Our Impact

Since 2010, the Mata Jai Kaur Centre has provided antenatal care to over 16,000 outpatient women, and has safely delivered over 1200 babies, the majority of whom come from low-income families around Ganganagar.

Our Services

Prenatal Care & Childbirth

Our core health care delivery model is based on reducing geographical, social and economic barriers to receiving quality antenatal care and safe delivery services for low-income and vulnerable women. After enrolling in our maternal health program, we see mothers through to the end of their pregnancy, providing essential diagnostics, medications, health education programs, delivery at a private hospital – all for free.

Khushee Mamta Mental Health Program

In 2018, we implemented the Khushee Mamta Program, a mental health initiative which functions through the training, recruitment and work of lay mental health counselors (local women trained in basic mental health counselling) to deliver support to mothers in their homes. 

Read more about this remarkable program, here.

We Serve:

  • 558 Villages
  • 5 rural towns
  • 359,746 people
  • 80,134 women of child bearing age (15-49)

 

All services, free of charge.

All of our services are offered at no cost to those in need. This eliminates the often catastrophic financial burden for women with complicated pregnancies. MJK does not deny services to any woman in need, even if they come to us from outside our service area.

Our Approach

Creating a women-centered environment

We aim to empower women by providing them with quality medical care, education, information and the freedom of choice. We do this by ensuring women are an active participant in their health and the health of their baby.

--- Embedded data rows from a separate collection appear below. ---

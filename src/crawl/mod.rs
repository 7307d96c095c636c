// Copyright (c) 2025 Fabstir
// SPDX-License-Identifier: BUSL-1.1
//! Page crawling with a degrade-on-failure backend chain
//!
//! Levels, cheapest first:
//! - L0 `http`: plain request, no JavaScript
//! - L1 `browser`: headless Chromium (requires the `browser` feature)
//! - L2 `jina`: remote reader service (requires `JINA_API_KEY`)

pub mod backend;
pub mod browser;
pub mod config;
pub mod engine;
pub mod extractor;
pub mod http;
pub mod quality;
pub mod reader;
pub mod types;

pub use backend::FetchBackend;
pub use browser::BrowserFetcher;
pub use config::CrawlConfig;
pub use engine::CrawlEngine;
pub use extractor::{
    enhance_heading_structure, BodyExtractor, ExtractError, ReadabilityExtractor,
    TagStripExtractor,
};
pub use http::HttpFetcher;
pub use reader::ReaderFetcher;
pub use types::{
    AttemptFailure, CachedCrawl, CrawlError, CrawlOutcome, CrawlResult, FailureKind, FetchError,
    FetchLevel, PayloadFormat, RawPage,
};
// Copyright (c) 2025 Fabstir
// SPDX-License-Identifier: BUSL-1.1
use anyhow::{anyhow, Context, Result};
use clap::{Args, ValueEnum};
use std::io::Read;
use std::path::PathBuf;
use std::sync::Arc;
use tracing::info;

use crate::compress::{CompressConfig, ContextCompressor, Splitter};
use crate::content::{fetch_content, ContentMode, ViewOptions};
use crate::crawl::{
    BodyExtractor, CrawlConfig, CrawlEngine, ReadabilityExtractor, TagStripExtractor,
};
use crate::search::{SearchConfig, SearchService};

/// Body extraction strategy for HTML pages
#[derive(Debug, Clone, Copy, PartialEq, Eq, ValueEnum)]
pub enum ExtractorKind {
    /// Content-density main text extraction
    Readability,
    /// Drop all markup, keep every text node
    Strip,
}

impl ExtractorKind {
    fn build(self) -> Arc<dyn BodyExtractor> {
        match self {
            Self::Readability => Arc::new(ReadabilityExtractor::default()),
            Self::Strip => Arc::new(TagStripExtractor),
        }
    }
}

/// Arguments for the search command
#[derive(Args, Debug)]
pub struct SearchArgs {
    /// Search query
    pub query: String,

    /// Number of results (defaults to SEARCH_NUM_RESULTS or 10)
    #[arg(long, short = 'n')]
    pub num_results: Option<usize>,

    /// Provider to try first (brave, baidu, duckduckgo)
    #[arg(long, env = "SEARCH_PROVIDER")]
    pub provider: Option<String>,

    /// Crawl each result and attach query-compressed page text
    #[arg(long)]
    pub with_content: bool,
}

/// Arguments for the crawl command
#[derive(Args, Debug)]
pub struct CrawlArgs {
    /// Page URL
    pub url: String,

    /// Highest fallback level to try (0 = http, 1 = browser, 2 = reader)
    #[arg(long)]
    pub level: Option<u8>,

    /// Return the fetched payload without body extraction
    #[arg(long)]
    pub raw: bool,

    #[arg(long, value_enum, default_value_t = ExtractorKind::Readability)]
    pub extractor: ExtractorKind,

    /// Truncate the text to this many chars
    #[arg(long)]
    pub max_chars: Option<usize>,
}

/// Arguments for the compress command
#[derive(Args, Debug)]
pub struct CompressArgs {
    /// Query to rank passages against
    #[arg(long)]
    pub query: String,

    /// Input file (reads stdin when omitted)
    #[arg(long)]
    pub file: Option<PathBuf>,

    /// Output budget in chars
    #[arg(long, default_value_t = 2000)]
    pub max_chars: usize,

    /// Segmentation strategy (simple, fine-grained)
    #[arg(long, default_value = "simple")]
    pub splitter: Splitter,
}

/// Arguments for the fetch command
#[derive(Args, Debug)]
pub struct FetchArgs {
    /// Page URL
    pub url: String,

    #[arg(long, value_enum, default_value_t = ContentMode::Full)]
    pub mode: ContentMode,

    /// Maximum chars returned
    #[arg(short = 'n', long = "max-chars", default_value_t = 1000)]
    pub max_chars: usize,

    /// Keyword for grep mode
    #[arg(long, default_value = "")]
    pub keyword: String,

    /// Query for compress mode
    #[arg(long, default_value = "")]
    pub query: String,

    /// Highest fallback level to try
    #[arg(long, default_value_t = 2)]
    pub level: u8,

    #[arg(long, default_value = "simple")]
    pub splitter: Splitter,
}

fn crawl_config(level: Option<u8>, max_chars: Option<usize>) -> Result<CrawlConfig> {
    let mut config = CrawlConfig::from_env();
    if let Some(level) = level {
        config = config.with_max_level(level);
    }
    if let Some(max_chars) = max_chars {
        config = config.with_max_chars(max_chars);
    }
    config.validate().map_err(|e| anyhow!(e))?;
    Ok(config)
}

pub async fn search(args: SearchArgs) -> Result<()> {
    let mut config = SearchConfig::from_env();
    if let Some(provider) = args.provider {
        config.providers.preferred_provider = provider.to_lowercase();
    }

    let service = SearchService::new(config)?;
    info!("Providers: {:?}", service.available_providers());

    let output = if args.with_content {
        let response = service
            .search_with_content(&args.query, args.num_results)
            .await?;
        serde_json::to_string_pretty(&response)?
    } else {
        let response = service.search(&args.query, args.num_results).await?;
        serde_json::to_string_pretty(&response)?
    };

    println!("{}", output);
    Ok(())
}

pub async fn crawl(args: CrawlArgs) -> Result<()> {
    let config = crawl_config(args.level, args.max_chars)?;
    let engine = CrawlEngine::new(config)?.with_extractor(args.extractor.build());

    let result = engine
        .crawl(&args.url, engine.config().max_level.0, !args.raw)
        .await?;

    for failure in result.failures() {
        eprintln!(
            "{} {} failed after {}ms: {}",
            failure.level, failure.backend, failure.elapsed_ms, failure.error
        );
    }

    if !result.is_success() {
        if result.fetched_but_empty() {
            return Err(anyhow!("page fetched but no readable text found: {}", args.url));
        }
        return Err(anyhow!("could not fetch {}", args.url));
    }

    eprintln!(
        "{:?} via {} ({} chars{})",
        result.outcome(),
        result.backend().unwrap_or("cache"),
        result.text().chars().count(),
        if result.from_cache() { ", cached" } else { "" }
    );
    println!("{}", result.text());
    Ok(())
}

pub async fn compress(args: CompressArgs) -> Result<()> {
    let text = match &args.file {
        Some(path) => tokio::fs::read_to_string(path)
            .await
            .with_context(|| format!("reading {}", path.display()))?,
        None => {
            let mut buf = String::new();
            std::io::stdin()
                .read_to_string(&mut buf)
                .context("reading stdin")?;
            buf
        }
    };

    let config = CompressConfig::from_env()
        .with_max_chars(args.max_chars)
        .with_splitter(args.splitter);
    let compressed = ContextCompressor::new(config).compress_detailed(&args.query, &text)?;

    eprintln!(
        "{:?}: {} -> {} chars, {} segments",
        compressed.strategy,
        text.chars().count(),
        compressed.text.chars().count(),
        compressed.segments.len()
    );
    println!("{}", compressed.text);
    Ok(())
}

pub async fn fetch(args: FetchArgs) -> Result<()> {
    let config = crawl_config(Some(args.level), None)?;
    let engine = CrawlEngine::new(config)?;

    let options = ViewOptions {
        mode: args.mode,
        max_chars: args.max_chars,
        keyword: args.keyword,
        query: args.query,
        splitter: args.splitter,
    };

    // Tool callers always get JSON, including on failure
    let json = match fetch_content(&engine, &args.url, &options).await {
        Ok(view) => serde_json::to_value(&view)?,
        Err(e) => e.to_json(),
    };
    println!("{}", serde_json::to_string(&json)?);
    Ok(())
}
// Copyright (c) 2025 Fabstir
// SPDX-License-Identifier: BUSL-1.1
//! Query-relevance text compression

pub mod bm25;
pub mod compressor;
pub mod splitter;
pub mod tokenizer;

pub use bm25::Bm25;
pub use compressor::{
    compress, is_noise, CompressConfig, CompressError, CompressStrategy, CompressedText,
    ContextCompressor, ScoredSegment,
};
pub use splitter::Splitter;
pub use tokenizer::tokenize;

Encouraging even sex ratio births

Sri Ganganagar has a skewed sex ratio at birth of 895 girls to 1000 boys due to boy-preference and sex-selective abortions. We’re hoping to reverse this trend. Our sex ratio at birth is 1059 girls to 1000 boys.

A human rights based approach to health

We believe that access to the highest attainable standard of health is a fundamental right of every human being without distinction of race, religion, political belief, or economic condition. MJK ensures that low-caste, low-income families have equal access to quality health services.

Our Mothers and their journeys.

Read about some of the women that have benefited from our services and the incredible obstacles they’ve overcome. 

Pushpa’s Story

Pushpa delivered her youngest daughter with MJK in the summer of 2013; it was her eighth pregnancy, but her first through our centre. Three of her previous pregnancies had ended in miscarriage and three others had resulted in neonatal deaths.

We asked Pushpa about these pregnancies and she recounted one in particular. She and her family had wanted to deliver in a medical facility but they were poor and decided to go to a government hospital, where maternity services are supposed to be free. When they arrived at the hospital,
Pushpa’s delivery was obstructed. Her unborn child, a son, was too large to be delivered without emergency obstetric care, and he died from complications 20 minutes after his eventual birth.

The experience made Pushpa vow never to return to a government hospital. She believed that, had the facilities been better and had the doctors been capable of performing a C-section delivery, her son could have been saved.

Parmjeet’s Story

When we met Parmjeet in 2017, she was 9 months pregnant with her second child, and required a complicated c-section delivery. Government facilities in Ganganagar do not perform c-sections, forcing women to seek private care, an expensive and prohibitive procedure.

The experience was similar to Parmjeet’s first pregnancy, one that set her family back for years. 5 years prior, she had travelled to a facility in Sri Ganganagar, only to be turned away because of her condition. Her only option at the time was a private provider. Her family ended up borrowing 20,000 rupees (~$400 USD, equivalent to 4-5 times an avg. monthly income in the area) from friends and her employer. It took years for the family to pay off their debts, and they struggled to survive doing so.

Kulwinder’s Story

Kulwinder and her unborn child had a very high chance of dying due to her hypertensive disorder. In addition, Kulwinder’s husband was addicted to drugs and alcohol and he, along with his family, had been physically and emotionally abusive to Kulwinder for many years. Much of this abuse could be attributed to Kulwinder’s past infertility: in Rajasthan, a woman’s worth is often tied to her ability to bear children. With the support of MJK and her own profound courage and willpower, Kulwinder delivered a healthy daughter and avoided the life-threatening consequences that could have resulted from her condition.

Kulwinder’s case reveals a level of vulnerability that goes beyond poverty to include an absence of support that would make it difficult for anyone to overcome a life-threatening health condition.